All Measurements are Approximate
Scientists realize that all measurements are uncertain at some level and are taught that the standard deviation is the parameter
that estimates the degree of this uncertainty. For the pharmaceutical analyst, this idea is very important when making quality
control (QC) measurements because the analyst must balance the cost of making measurements against the needed level of certainty.

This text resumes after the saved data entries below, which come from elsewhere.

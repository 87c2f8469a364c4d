//! Workflow records exported to spreadsheets and documentation databases.

use serde::{Deserialize, Deserializer, Serialize};

/// Summary of one automation workflow
///
/// Missing or null fields default to empty values so partially filled
/// records from callers are still exportable.
#[derive(Debug, Clone, Default, PartialEq, Serialize, Deserialize)]
#[serde(default)]
pub struct WorkflowRecord {
    #[serde(deserialize_with = "null_as_default")]
    pub name: String,
    #[serde(deserialize_with = "null_as_default")]
    pub description: String,
    #[serde(deserialize_with = "null_as_default")]
    pub trigger_type: String,
    #[serde(deserialize_with = "null_as_default")]
    pub complexity: String,
    #[serde(deserialize_with = "null_as_default")]
    pub node_count: i64,
    #[serde(deserialize_with = "null_as_default")]
    pub active: bool,
    /// Names of the services the workflow talks to
    #[serde(deserialize_with = "null_as_default")]
    pub integrations: Vec<String>,
}

fn null_as_default<'de, D, T>(deserializer: D) -> Result<T, D::Error>
where
    D: Deserializer<'de>,
    T: Deserialize<'de> + Default,
{
    Option::<T>::deserialize(deserializer).map(Option::unwrap_or_default)
}

impl WorkflowRecord {
    pub fn new(name: impl Into<String>) -> Self {
        Self {
            name: name.into(),
            ..Default::default()
        }
    }
}
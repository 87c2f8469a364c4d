//! Webhook handler table
//!
//! Maps endpoint names to async handlers. Lookups are exact string matches;
//! registering an endpoint twice replaces the earlier handler.

use async_trait::async_trait;
use chrono::Local;
use serde::{Deserialize, Serialize};
use serde_json::{Map, Value};
use std::collections::HashMap;
use std::sync::Arc;
use tokio::sync::RwLock;
use tracing::{info, warn};

use crate::integrations::envelope::SyncResult;
use crate::integrations::traits::IntegrationError;

/// Inbound webhook body
#[derive(Debug, Clone, PartialEq, Serialize, Deserialize)]
pub struct WebhookPayload {
    pub event: String,
    pub data: Map<String, Value>,
    /// ISO-8601; set to the receive time when the sender omits it
    #[serde(default = "now_iso8601")]
    pub timestamp: String,
}

fn now_iso8601() -> String {
    Local::now().to_rfc3339()
}

impl WebhookPayload {
    pub fn new(event: impl Into<String>, data: Map<String, Value>) -> Self {
        Self {
            event: event.into(),
            data,
            timestamp: now_iso8601(),
        }
    }
}

/// Handler for one webhook endpoint
#[async_trait]
pub trait WebhookHandler: Send + Sync {
    async fn handle(&self, payload: WebhookPayload) -> SyncResult;
}

/// Acknowledges events and records them in the log
#[derive(Debug, Clone)]
pub struct LoggingHandler {
    endpoint: String,
}

impl LoggingHandler {
    pub fn new(endpoint: impl Into<String>) -> Self {
        Self {
            endpoint: endpoint.into(),
        }
    }
}

#[async_trait]
impl WebhookHandler for LoggingHandler {
    async fn handle(&self, payload: WebhookPayload) -> SyncResult {
        info!(
            endpoint = %self.endpoint,
            event = %payload.event,
            timestamp = %payload.timestamp,
            "Webhook received"
        );
        SyncResult::success("Webhook received")
            .with("endpoint", self.endpoint.clone())
            .with("event", payload.event)
    }
}

/// Endpoint name → handler
#[derive(Default)]
pub struct WebhookTable {
    handlers: RwLock<HashMap<String, Arc<dyn WebhookHandler>>>,
}

impl WebhookTable {
    pub fn new() -> Self {
        Self::default()
    }

    pub async fn register(&self, endpoint: impl Into<String>, handler: Arc<dyn WebhookHandler>) {
        self.handlers.write().await.insert(endpoint.into(), handler);
    }

    /// Registered endpoint names, sorted
    pub async fn endpoints(&self) -> Vec<String> {
        let mut names: Vec<String> = self.handlers.read().await.keys().cloned().collect();
        names.sort();
        names
    }

    /// Run the handler registered for `endpoint`.
    ///
    /// The table lock is released before the handler runs, so handlers may
    /// register further endpoints.
    pub async fn dispatch(&self, endpoint: &str, payload: WebhookPayload) -> SyncResult {
        let handler = self.handlers.read().await.get(endpoint).cloned();

        match handler {
            Some(handler) => handler.handle(payload).await,
            None => {
                warn!(endpoint, event = %payload.event, "No handler for webhook endpoint");
                IntegrationError::EndpointNotFound(endpoint.to_string()).into()
            }
        }
    }
}
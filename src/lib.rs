//! Integration hub
//!
//! Relays workflow data between third-party services (issue trackers, source
//! control, chat webhooks, spreadsheets, documentation databases) and routes
//! inbound webhooks to registered handlers. The library is what the
//! `integration-hub` binary serves; it is exposed for integration testing.

pub mod config;
pub mod integrations;
pub mod logging;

Unlike their counterparts in academia, industrial QC analysts are not expected to produce test results that are accurate and
precise to the maximum number of significant figures that are possible. In most cases, the analyst's supervisors will not
provide the equipment or the time to make measurements of that type, but will only provide what is necessary to determine
if a product lot meets specifications.
Of course, the occurrence of OOS results also raises the question of whether the specifications themselves have been properly
set. If the specifications are set improperly, we will consistently see OOS results, because the manufacturing process itself
cannot meet the specifications that were set for it. This article does not deal with such circumstances, however; the OOS
problem addressed here applies to stable and controlled processes with realistic requirements, in which an OOS result is a
rare event.
Variability Can be Measured
The experienced QC scientist knows, when setting specifications, that individual units of a product will vary because of process
variations that affect both samples and whole lots. In addition, variation in the test method itself is layered on top of
process variations. Therefore, the result of a single test is affected by multiple sources of variation, and may be misleading
unless the degree of variation arising from the different sources is understood. That is why a specification has ranges.